━━ Records provided
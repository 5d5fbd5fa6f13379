//! Blogger v3 REST client.
//!
//! Authenticates with an OAuth2 refresh token, caching the short-lived
//! access token in memory until shortly before it expires.

use std::time::{Duration, Instant};

use reqwest::{Method, RequestBuilder, Response, StatusCode};
use serde::{Deserialize, Serialize};
use tokio::sync::Mutex;

use super::RemotePublisher;
use super::config::{PAGE_SIZE, RemoteSettings};
use crate::error::{Error, Result};
use crate::model::{CreatedPost, NewRemotePost, RemotePost, Visibility};

/// Access tokens are refreshed this long before their stated expiry.
const TOKEN_EXPIRY_MARGIN: Duration = Duration::from_secs(60);

/// Blogger publishing client.
pub struct BloggerClient {
    client: reqwest::Client,
    settings: RemoteSettings,
    token: Mutex<Option<AccessToken>>,
}

struct AccessToken {
    value: String,
    expires_at: Instant,
}

impl BloggerClient {
    /// Create a client from resolved settings.
    ///
    /// # Errors
    ///
    /// Returns `Error::Config` if the HTTP client cannot be built.
    pub fn new(settings: RemoteSettings) -> Result<Self> {
        let client = reqwest::Client::builder()
            .timeout(settings.timeout)
            .build()
            .map_err(|e| Error::Config(format!("Failed to build HTTP client: {e}")))?;

        Ok(Self {
            client,
            settings,
            token: Mutex::new(None),
        })
    }

    /// Create a client from the environment and `~/.postsync/config.json`.
    ///
    /// # Errors
    ///
    /// Returns `Error::Config` if the HTTP client cannot be built.
    pub fn from_env() -> Result<Self> {
        Self::new(RemoteSettings::resolve())
    }

    #[must_use]
    pub fn settings(&self) -> &RemoteSettings {
        &self.settings
    }

    fn posts_url(&self) -> Result<String> {
        let blog_id = self
            .settings
            .blog_id
            .as_deref()
            .ok_or(Error::RemoteNotConfigured)?;
        Ok(format!("{}/blogs/{blog_id}/posts", self.settings.api_base))
    }

    fn post_url(&self, id: &str) -> Result<String> {
        Ok(format!("{}/{id}", self.posts_url()?))
    }

    async fn access_token(&self) -> Result<String> {
        let mut cached = self.token.lock().await;
        if let Some(token) = cached.as_ref() {
            if token.expires_at > Instant::now() {
                return Ok(token.value.clone());
            }
        }

        let (Some(client_id), Some(client_secret), Some(refresh_token)) = (
            self.settings.client_id.as_deref(),
            self.settings.client_secret.as_deref(),
            self.settings.refresh_token.as_deref(),
        ) else {
            return Err(Error::RemoteNotConfigured);
        };

        tracing::debug!(url = %self.settings.token_url, "Refreshing access token");
        let response = self
            .client
            .post(&self.settings.token_url)
            .form(&[
                ("client_id", client_id),
                ("client_secret", client_secret),
                ("refresh_token", refresh_token),
                ("grant_type", "refresh_token"),
            ])
            .send()
            .await
            .map_err(transport_error)?;

        let response = check_status(response).await?;
        let data: TokenResponse = decode(response).await?;

        let lifetime = Duration::from_secs(data.expires_in.unwrap_or(3600));
        let expires_at = Instant::now() + lifetime.saturating_sub(TOKEN_EXPIRY_MARGIN);
        *cached = Some(AccessToken {
            value: data.access_token.clone(),
            expires_at,
        });

        Ok(data.access_token)
    }

    async fn send(
        &self,
        method: Method,
        url: &str,
        build: impl FnOnce(RequestBuilder) -> RequestBuilder + Send,
    ) -> Result<Response> {
        let token = self.access_token().await?;
        tracing::debug!(%method, url, "Remote request");

        let request = build(self.client.request(method, url).bearer_auth(token));
        request.send().await.map_err(transport_error)
    }

    async fn list_page(
        &self,
        visibility: Visibility,
        page_token: Option<&str>,
    ) -> Result<PostListResponse> {
        let url = self.posts_url()?;
        let mut query = vec![
            ("status", visibility.as_query().to_string()),
            ("view", "ADMIN".to_string()),
            ("fetchBodies", "true".to_string()),
            ("maxResults", PAGE_SIZE.to_string()),
        ];
        if let Some(token) = page_token {
            query.push(("pageToken", token.to_string()));
        }

        let response = self.send(Method::GET, &url, |r| r.query(&query)).await?;
        decode(check_status(response).await?).await
    }
}

impl RemotePublisher for BloggerClient {
    fn is_configured(&self) -> bool {
        self.settings.is_configured()
    }

    async fn list(&self, visibility: Visibility) -> Result<Vec<RemotePost>> {
        let cap = self.settings.max_results as usize;
        let mut posts = Vec::new();
        let mut page_token: Option<String> = None;

        loop {
            let page = self.list_page(visibility, page_token.as_deref()).await?;
            posts.extend(page.items.into_iter().map(|p| p.into_remote(visibility)));

            match page.next_page_token {
                Some(next) if posts.len() < cap => page_token = Some(next),
                _ => break,
            }
        }

        posts.truncate(cap);
        tracing::debug!(%visibility, count = posts.len(), "Listed remote posts");
        Ok(posts)
    }

    async fn get(&self, id: &str) -> Result<Option<RemotePost>> {
        let url = self.post_url(id)?;
        let response = self
            .send(Method::GET, &url, |r| r.query(&[("view", "ADMIN")]))
            .await?;

        if response.status() == StatusCode::NOT_FOUND {
            return Ok(None);
        }

        let post: WirePost = decode(check_status(response).await?).await?;
        Ok(Some(post.into_remote(Visibility::Live)))
    }

    async fn create(&self, post: &NewRemotePost) -> Result<CreatedPost> {
        let url = self.posts_url()?;
        let body = PostBody {
            kind: Some("blogger#post"),
            title: &post.title,
            content: &post.html_content,
            labels: &post.labels,
        };
        let is_draft = if post.as_draft { "true" } else { "false" };

        let response = self
            .send(Method::POST, &url, |r| {
                r.query(&[("isDraft", is_draft)]).json(&body)
            })
            .await?;

        let fallback = if post.as_draft {
            Visibility::Draft
        } else {
            Visibility::Live
        };
        let created = decode::<WirePost>(check_status(response).await?)
            .await?
            .into_remote(fallback);

        Ok(CreatedPost {
            id: created.id,
            url: created.url,
            published_at: created.published_at,
        })
    }

    async fn update(
        &self,
        id: &str,
        title: &str,
        html_content: &str,
        labels: &[String],
    ) -> Result<RemotePost> {
        let url = self.post_url(id)?;
        let body = PostBody {
            kind: None,
            title,
            content: html_content,
            labels,
        };

        let response = self.send(Method::PATCH, &url, |r| r.json(&body)).await?;
        let post: WirePost = decode(check_status(response).await?).await?;
        Ok(post.into_remote(Visibility::Live))
    }

    async fn publish_draft(&self, id: &str) -> Result<RemotePost> {
        let url = format!("{}/publish", self.post_url(id)?);
        let response = self.send(Method::POST, &url, |r| r).await?;
        let post: WirePost = decode(check_status(response).await?).await?;
        Ok(post.into_remote(Visibility::Live))
    }

    async fn revert_to_draft(&self, id: &str) -> Result<RemotePost> {
        let url = format!("{}/revert", self.post_url(id)?);
        let response = self.send(Method::POST, &url, |r| r).await?;
        let post: WirePost = decode(check_status(response).await?).await?;
        Ok(post.into_remote(Visibility::Draft))
    }

    async fn delete(&self, id: &str) -> Result<()> {
        let url = self.post_url(id)?;
        let response = self.send(Method::DELETE, &url, |r| r).await?;
        check_status(response).await?;
        Ok(())
    }
}

// ── Wire types ────────────────────────────────────────────────

#[derive(Debug, Deserialize)]
struct TokenResponse {
    access_token: String,
    expires_in: Option<u64>,
}

#[derive(Debug, Deserialize)]
#[serde(rename_all = "camelCase")]
struct PostListResponse {
    #[serde(default)]
    items: Vec<WirePost>,
    next_page_token: Option<String>,
}

#[derive(Debug, Deserialize)]
struct WirePost {
    id: String,
    #[serde(default)]
    title: String,
    #[serde(default)]
    content: String,
    url: Option<String>,
    status: Option<String>,
    published: Option<String>,
    updated: Option<String>,
}

impl WirePost {
    /// Convert to the engine's view, using `fallback` when the response
    /// carries no status (non-admin views omit it).
    fn into_remote(self, fallback: Visibility) -> RemotePost {
        let visibility = match self.status.as_deref() {
            Some("LIVE") => Visibility::Live,
            Some(_) => Visibility::Draft,
            None => fallback,
        };
        let live = visibility == Visibility::Live;

        RemotePost {
            id: self.id,
            title: self.title,
            content: self.content,
            url: if live { self.url.filter(|u| !u.is_empty()) } else { None },
            visibility,
            published_at: parse_timestamp(self.published.as_deref()),
            updated_at: parse_timestamp(self.updated.as_deref()),
        }
    }
}

#[derive(Debug, Serialize)]
struct PostBody<'a> {
    #[serde(skip_serializing_if = "Option::is_none")]
    kind: Option<&'static str>,
    title: &'a str,
    content: &'a str,
    #[serde(skip_serializing_if = "no_labels")]
    labels: &'a [String],
}

#[allow(clippy::trivially_copy_pass_by_ref)]
fn no_labels(labels: &&[String]) -> bool {
    labels.is_empty()
}

#[derive(Debug, Deserialize)]
struct ApiErrorBody {
    error: ApiErrorDetail,
}

#[derive(Debug, Deserialize)]
struct ApiErrorDetail {
    message: Option<String>,
    error_description: Option<String>,
}

// ── Helpers ───────────────────────────────────────────────────

/// Parse an RFC 3339 timestamp into Unix milliseconds.
///
/// Missing or malformed values become `None`.
pub(crate) fn parse_timestamp(value: Option<&str>) -> Option<i64> {
    value
        .and_then(|s| chrono::DateTime::parse_from_rfc3339(s.trim()).ok())
        .map(|dt| dt.timestamp_millis())
}

fn transport_error(e: reqwest::Error) -> Error {
    if e.is_timeout() {
        Error::RemoteUnavailable(format!("request timed out: {e}"))
    } else {
        Error::RemoteUnavailable(format!("request failed: {e}"))
    }
}

/// Turn a non-success response into the matching error.
///
/// Server errors and rate limiting are transient; other client errors are not.
async fn check_status(response: Response) -> Result<Response> {
    let status = response.status();
    if status.is_success() {
        return Ok(response);
    }

    let body = response.text().await.unwrap_or_default();
    let message = error_message(&body);

    if status.is_server_error() || status == StatusCode::TOO_MANY_REQUESTS {
        tracing::debug!(status = status.as_u16(), %message, "Transient remote failure");
        Err(Error::RemoteUnavailable(format!("HTTP {}: {message}", status.as_u16())))
    } else {
        Err(Error::RemoteApi {
            status: status.as_u16(),
            message,
        })
    }
}

fn error_message(body: &str) -> String {
    if let Ok(parsed) = serde_json::from_str::<ApiErrorBody>(body) {
        if let Some(msg) = parsed.error.message.or(parsed.error.error_description) {
            return msg;
        }
    }
    let trimmed = body.trim();
    if trimmed.is_empty() {
        "empty response".to_string()
    } else {
        trimmed.chars().take(200).collect()
    }
}

async fn decode<T: serde::de::DeserializeOwned>(response: Response) -> Result<T> {
    let status = response.status().as_u16();
    response.json::<T>().await.map_err(|e| Error::RemoteApi {
        status,
        message: format!("Failed to parse remote response: {e}"),
    })
}

#[cfg(test)]
mod tests {
    use super::*;

    #[test]
    fn test_parse_timestamp() {
        assert_eq!(parse_timestamp(Some("1970-01-01T00:00:01Z")), Some(1000));
        assert_eq!(
            parse_timestamp(Some("2024-03-01T10:00:00-08:00")),
            parse_timestamp(Some("2024-03-01T18:00:00Z"))
        );
        assert_eq!(parse_timestamp(Some("not-a-date")), None);
        assert_eq!(parse_timestamp(None), None);
    }

    #[test]
    fn test_wire_post_draft_drops_url() {
        let wire = WirePost {
            id: "1".to_string(),
            title: "T".to_string(),
            content: String::new(),
            url: Some("https://blog.example.com/1".to_string()),
            status: Some("DRAFT".to_string()),
            published: None,
            updated: Some("garbage".to_string()),
        };
        let post = wire.into_remote(Visibility::Live);
        assert_eq!(post.visibility, Visibility::Draft);
        assert!(post.url.is_none());
        assert!(post.updated_at.is_none());
    }

    #[test]
    fn test_error_message_extraction() {
        assert_eq!(
            error_message(r#"{"error":{"code":403,"message":"Forbidden"}}"#),
            "Forbidden"
        );
        assert_eq!(error_message("plain"), "plain");
        assert_eq!(error_message(""), "empty response");
    }

    #[test]
    fn test_unconfigured_client() {
        let client = BloggerClient::new(RemoteSettings::default()).unwrap();
        assert!(!client.is_configured());
    }
}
━━━━
From the records above, copy every line that holds the word "StatusCode".

*Answer space*.
use reqwest::{Method, RequestBuilder, Response, StatusCode};
        if response.status() == StatusCode::NOT_FOUND {
    if status.is_server_error() || status == StatusCode::TOO_MANY_REQUESTS {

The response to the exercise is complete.